**Data provided:**
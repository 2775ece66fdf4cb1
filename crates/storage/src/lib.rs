pub mod error;
mod folders;
mod layout;
mod path;
mod probe;
mod variant;

pub use crate::folders::{FolderAlias, FolderTable};
pub use crate::layout::{ImageLibrary, Photographer, SizeFolder, is_supported_image};
pub use crate::path::{join as join_path, validate as validate_path};
pub use crate::probe::{ImageInfo, probe, try_probe};
pub use crate::variant::{open_image, remove_variant, scaled_height, write_webp, write_webp_variant};
use rslug::slugify;
use unicode_normalization::UnicodeNormalization;

/// A photographer whose folder slug is not the slug of their display name.
#[derive(Debug, Clone, PartialEq, Eq, Hash)]
#[cfg_attr(feature = "serde", derive(serde::Deserialize, serde::Serialize))]
pub struct FolderAlias {
    /// Display name as written in catalog tables.
    pub name: String,
    /// Folder slug under the images root.
    pub folder: String,
}
impl FolderAlias {
    pub fn new(name: impl Into<String>, folder: impl Into<String>) -> Self {
        Self {
            name: name.into(),
            folder: folder.into(),
        }
    }
}

/// Maps photographer display names to their folder under the images root.
///
/// Names without an entry fall back to a folder derived from the name itself,
/// so the table only needs to list photographers whose folder was named
/// differently.
#[derive(Debug, Clone, PartialEq, Eq)]
#[cfg_attr(feature = "serde", derive(serde::Deserialize, serde::Serialize))]
#[cfg_attr(feature = "serde", serde(transparent))]
pub struct FolderTable(Vec<FolderAlias>);
impl FolderTable {
    pub fn new(aliases: impl IntoIterator<Item = FolderAlias>) -> Self {
        Self(aliases.into_iter().collect())
    }

    /// Preferred folder slug of the photographer with the given display name.
    pub fn folder_for(&self, name: &str) -> String {
        match self.0.iter().find(|alias| alias.name == name) {
            Some(alias) => alias.folder.clone(),
            None => folded(name),
        }
    }

    /// Folder slugs to try for a display name, most likely first.
    ///
    /// An aliased name has exactly one folder. Otherwise the name is folded to
    /// ASCII with its punctuation kept (`Fred H. Day` is `fred-h.-day`), then
    /// slugified with punctuation dropped (`fred-h-day`) when that differs.
    pub fn candidates(&self, name: &str) -> Vec<String> {
        if let Some(alias) = self.0.iter().find(|alias| alias.name == name) {
            return vec![alias.folder.clone()];
        }
        let mut candidates = vec![folded(name)];
        let slug = slugify!(name);
        if !candidates.contains(&slug) {
            candidates.push(slug);
        }
        candidates
    }
}
impl Default for FolderTable {
    fn default() -> Self {
        Self::new(
            [
                ("Alfred Stieglitz", "alfred-stieglitz"),
                ("Baron Wilhelm Von Gloeden", "wilhelm-von-gloeden"),
                ("Clarence Hudson White", "clarence-hudson-white"),
                ("Edward Weston", "edward-weston"),
                ("Eugene Durieu", "eugene-durieu"),
                ("Felix Jacques Moulin", "jacques-moulin"),
                ("Fred Holland Day", "fred-holland-day"),
                ("Robert Demachy", "robert-demachy"),
                ("Wilhelm Von Plueschow", "wilhelm-von-plueschow"),
                // Table input has been seen both with and without the accent.
                ("Jane de La Vaudere", "jane-de-la-vaudere"),
                ("Anne Brigman", "anne-brigman"),
                ("Mario von Bucovich", "mario-von-bucovich"),
            ]
            .into_iter()
            .map(|(name, folder)| FolderAlias::new(name, folder)),
        )
    }
}

/// Compatibility decomposition with non-ASCII dropped, lower-cased, spaces as
/// hyphens.
fn folded(name: &str) -> String {
    name.nfkd().filter(char::is_ascii).collect::<String>().to_lowercase().replace(' ', "-")
}

#[cfg(test)]
mod tests {
    use super::*;
    use rstest::rstest;

    #[rstest]
    #[case("Felix Jacques Moulin", "jacques-moulin")]
    #[case("Baron Wilhelm Von Gloeden", "wilhelm-von-gloeden")]
    #[case("Edward Weston", "edward-weston")]
    #[case("Jane de La Vaudère", "jane-de-la-vaudere")]
    #[case("Imogen Cunningham", "imogen-cunningham")]
    #[case("Émile Zola", "emile-zola")]
    fn test_folder_for(#[case] name: &str, #[case] expected: &str) {
        assert_eq!(FolderTable::default().folder_for(name), expected);
    }

    #[test]
    fn test_candidates_keep_punctuation_first() {
        let table = FolderTable::default();
        assert_eq!(table.candidates("Fred H. Day"), ["fred-h.-day", "fred-h-day"]);
        assert_eq!(table.candidates("Gertrude Käsebier")[0], "gertrude-kasebier");
        assert_eq!(table.candidates("Imogen Cunningham"), ["imogen-cunningham"]);
        assert_eq!(table.candidates("Felix Jacques Moulin"), ["jacques-moulin"]);
    }

    #[test]
    fn test_lookup_is_exact() {
        let table = FolderTable::new([FolderAlias::new("Felix Jacques Moulin", "jacques-moulin")]);
        assert_eq!(table.folder_for("felix jacques moulin"), "felix-jacques-moulin");
    }
}
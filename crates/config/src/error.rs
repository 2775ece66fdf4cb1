//! Configuration Error Types
//!
//! This module provides structured errors using `exn` for automatic location
//! tracking and error tree construction.

use derive_more::{Display, Error};
use std::path::PathBuf;

/// A configuration error with automatic location tracking.
pub type Error = exn::Exn<ErrorKind>;
/// Result type alias for configuration operations.
pub type Result<T> = std::result::Result<T, Error>;

/// Actionable error categories.
///
/// These describe what the caller should *do*, not what went wrong internally.
#[derive(Debug, Display, Error, Clone, PartialEq, Eq)]
pub enum ErrorKind {
    /// An explicitly requested configuration file does not exist.
    #[display("configuration file not found: {}", _0.display())]
    NotFound(#[error(not(source))] PathBuf),
    /// The configuration file extension is not a known format.
    #[display("unsupported configuration format: {}", _0.display())]
    UnsupportedFormat(#[error(not(source))] PathBuf),
    /// The merged configuration could not be deserialized.
    #[display("malformed configuration: {_0}")]
    Malformed(#[error(not(source))] String),
    /// A value deserialized fine but is not acceptable.
    #[display("invalid configuration value for '{field}': {reason}")]
    Invalid {
        field: &'static str,
        reason: String,
    },
    /// A setting needed by the requested job was not provided.
    #[display("missing required setting: {_0}")]
    Missing(#[error(not(source))] &'static str),
}

impl ErrorKind {
    /// Returns `true` if retrying might succeed.
    pub fn is_retryable(&self) -> bool {
        // Configuration has to be fixed by a human.
        false
    }
}
pub mod catalog;
pub mod error;
mod nudity;
mod quality;
mod resize;
mod table;
mod url;

pub use crate::catalog::{CatalogOptions, CatalogRecord, CatalogReport, generate_catalog, write_catalog};
pub use crate::nudity::{NudityReport, normalize_nudity, normalize_table};
pub use crate::quality::{QualityReport, annotate_quality, annotate_table};
pub use crate::resize::{ResizeReport, convert_originals, resize_variants};
pub use crate::table::{Encoding, Table};
pub use crate::url::{SIZE_PLACEHOLDER, UrlGenerator};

**Exercise instructions:**
Transcribe all of the records exactly.

**Response to the exercise:**
repository 2775ece66fdf4cb1
filename crates/storage/src/lib.rs
pub mod error;
mod folders;
mod layout;
mod path;
mod probe;
mod variant;

pub use crate::folders::{FolderAlias, FolderTable};
pub use crate::layout::{ImageLibrary, Photographer, SizeFolder, is_supported_image};
pub use crate::path::{join as join_path, validate as validate_path};
pub use crate::probe::{ImageInfo, probe, try_probe};
pub use crate::variant::{open_image, remove_variant, scaled_height, write_webp, write_webp_variant};
use rslug::slugify;
use unicode_normalization::UnicodeNormalization;

/// A photographer whose folder slug is not the slug of their display name.
#[derive(Debug, Clone, PartialEq, Eq, Hash)]
#[cfg_attr(feature = "serde", derive(serde::Deserialize, serde::Serialize))]
pub struct FolderAlias {
    /// Display name as written in catalog tables.
    pub name: String,
    /// Folder slug under the images root.
    pub folder: String,
}
impl FolderAlias {
    pub fn new(name: impl Into<String>, folder: impl Into<String>) -> Self {
        Self {
            name: name.into(),
            folder: folder.into(),
        }
    }
}

/// Maps photographer display names to their folder under the images root.
///
/// Names without an entry fall back to a folder derived from the name itself,
/// so the table only needs to list photographers whose folder was named
/// differently.
#[derive(Debug, Clone, PartialEq, Eq)]
#[cfg_attr(feature = "serde", derive(serde::Deserialize, serde::Serialize))]
#[cfg_attr(feature = "serde", serde(transparent))]
pub struct FolderTable(Vec<FolderAlias>);
impl FolderTable {
    pub fn new(aliases: impl IntoIterator<Item = FolderAlias>) -> Self {
        Self(aliases.into_iter().collect())
    }

    /// Preferred folder slug of the photographer with the given display name.
    pub fn folder_for(&self, name: &str) -> String {
        match self.0.iter().find(|alias| alias.name == name) {
            Some(alias) => alias.folder.clone(),
            None => folded(name),
        }
    }

    /// Folder slugs to try for a display name, most likely first.
    ///
    /// An aliased name has exactly one folder. Otherwise the name is folded to
    /// ASCII with its punctuation kept (`Fred H. Day` is `fred-h.-day`), then
    /// slugified with punctuation dropped (`fred-h-day`) when that differs.
    pub fn candidates(&self, name: &str) -> Vec<String> {
        if let Some(alias) = self.0.iter().find(|alias| alias.name == name) {
            return vec![alias.folder.clone()];
        }
        let mut candidates = vec![folded(name)];
        let slug = slugify!(name);
        if !candidates.contains(&slug) {
            candidates.push(slug);
        }
        candidates
    }
}
impl Default for FolderTable {
    fn default() -> Self {
        Self::new(
            [
                ("Alfred Stieglitz", "alfred-stieglitz"),
                ("Baron Wilhelm Von Gloeden", "wilhelm-von-gloeden"),
                ("Clarence Hudson White", "clarence-hudson-white"),
                ("Edward Weston", "edward-weston"),
                ("Eugene Durieu", "eugene-durieu"),
                ("Felix Jacques Moulin", "jacques-moulin"),
                ("Fred Holland Day", "fred-holland-day"),
                ("Robert Demachy", "robert-demachy"),
                ("Wilhelm Von Plueschow", "wilhelm-von-plueschow"),
                // Table input has been seen both with and without the accent.
                ("Jane de La Vaudere", "jane-de-la-vaudere"),
                ("Anne Brigman", "anne-brigman"),
                ("Mario von Bucovich", "mario-von-bucovich"),
            ]
            .into_iter()
            .map(|(name, folder)| FolderAlias::new(name, folder)),
        )
    }
}

/// Compatibility decomposition with non-ASCII dropped, lower-cased, spaces as
/// hyphens.
fn folded(name: &str) -> String {
    name.nfkd().filter(char::is_ascii).collect::<String>().to_lowercase().replace(' ', "-")
}

#[cfg(test)]
mod tests {
    use super::*;
    use rstest::rstest;

    #[rstest]
    #[case("Felix Jacques Moulin", "jacques-moulin")]
    #[case("Baron Wilhelm Von Gloeden", "wilhelm-von-gloeden")]
    #[case("Edward Weston", "edward-weston")]
    #[case("Jane de La Vaudère", "jane-de-la-vaudere")]
    #[case("Imogen Cunningham", "imogen-cunningham")]
    #[case("Émile Zola", "emile-zola")]
    fn test_folder_for(#[case] name: &str, #[case] expected: &str) {
        assert_eq!(FolderTable::default().folder_for(name), expected);
    }

    #[test]
    fn test_candidates_keep_punctuation_first() {
        let table = FolderTable::default();
        assert_eq!(table.candidates("Fred H. Day"), ["fred-h.-day", "fred-h-day"]);
        assert_eq!(table.candidates("Gertrude Käsebier")[0], "gertrude-kasebier");
        assert_eq!(table.candidates("Imogen Cunningham"), ["imogen-cunningham"]);
        assert_eq!(table.candidates("Felix Jacques Moulin"), ["jacques-moulin"]);
    }

    #[test]
    fn test_lookup_is_exact() {
        let table = FolderTable::new([FolderAlias::new("Felix Jacques Moulin", "jacques-moulin")]);
        assert_eq!(table.folder_for("felix jacques moulin"), "felix-jacques-moulin");
    }
}
filename crates/config/src/error.rs
repository 2775ece66fdf4cb1
//! Configuration Error Types
//!
//! This module provides structured errors using `exn` for automatic location
//! tracking and error tree construction.

use derive_more::{Display, Error};
use std::path::PathBuf;

/// A configuration error with automatic location tracking.
pub type Error = exn::Exn<ErrorKind>;
/// Result type alias for configuration operations.
pub type Result<T> = std::result::Result<T, Error>;

/// Actionable error categories.
///
/// These describe what the caller should *do*, not what went wrong internally.
#[derive(Debug, Display, Error, Clone, PartialEq, Eq)]
pub enum ErrorKind {
    /// An explicitly requested configuration file does not exist.
    #[display("configuration file not found: {}", _0.display())]
    NotFound(#[error(not(source))] PathBuf),
    /// The configuration file extension is not a known format.
    #[display("unsupported configuration format: {}", _0.display())]
    UnsupportedFormat(#[error(not(source))] PathBuf),
    /// The merged configuration could not be deserialized.
    #[display("malformed configuration: {_0}")]
    Malformed(#[error(not(source))] String),
    /// A value deserialized fine but is not acceptable.
    #[display("invalid configuration value for '{field}': {reason}")]
    Invalid {
        field: &'static str,
        reason: String,
    },
    /// A setting needed by the requested job was not provided.
    #[display("missing required setting: {_0}")]
    Missing(#[error(not(source))] &'static str),
}

impl ErrorKind {
    /// Returns `true` if retrying might succeed.
    pub fn is_retryable(&self) -> bool {
        // Configuration has to be fixed by a human.
        false
    }
}
pub mod catalog;
pub mod error;
mod nudity;
mod quality;
mod resize;
mod table;
mod url;

pub use crate::catalog::{CatalogOptions, CatalogRecord, CatalogReport, generate_catalog, write_catalog};
pub use crate::nudity::{NudityReport, normalize_nudity, normalize_table};
pub use crate::quality::{QualityReport, annotate_quality, annotate_table};
pub use crate::resize::{ResizeReport, convert_originals, resize_variants};
pub use crate::table::{Encoding, Table};
pub use crate::url::{SIZE_PLACEHOLDER, UrlGenerator};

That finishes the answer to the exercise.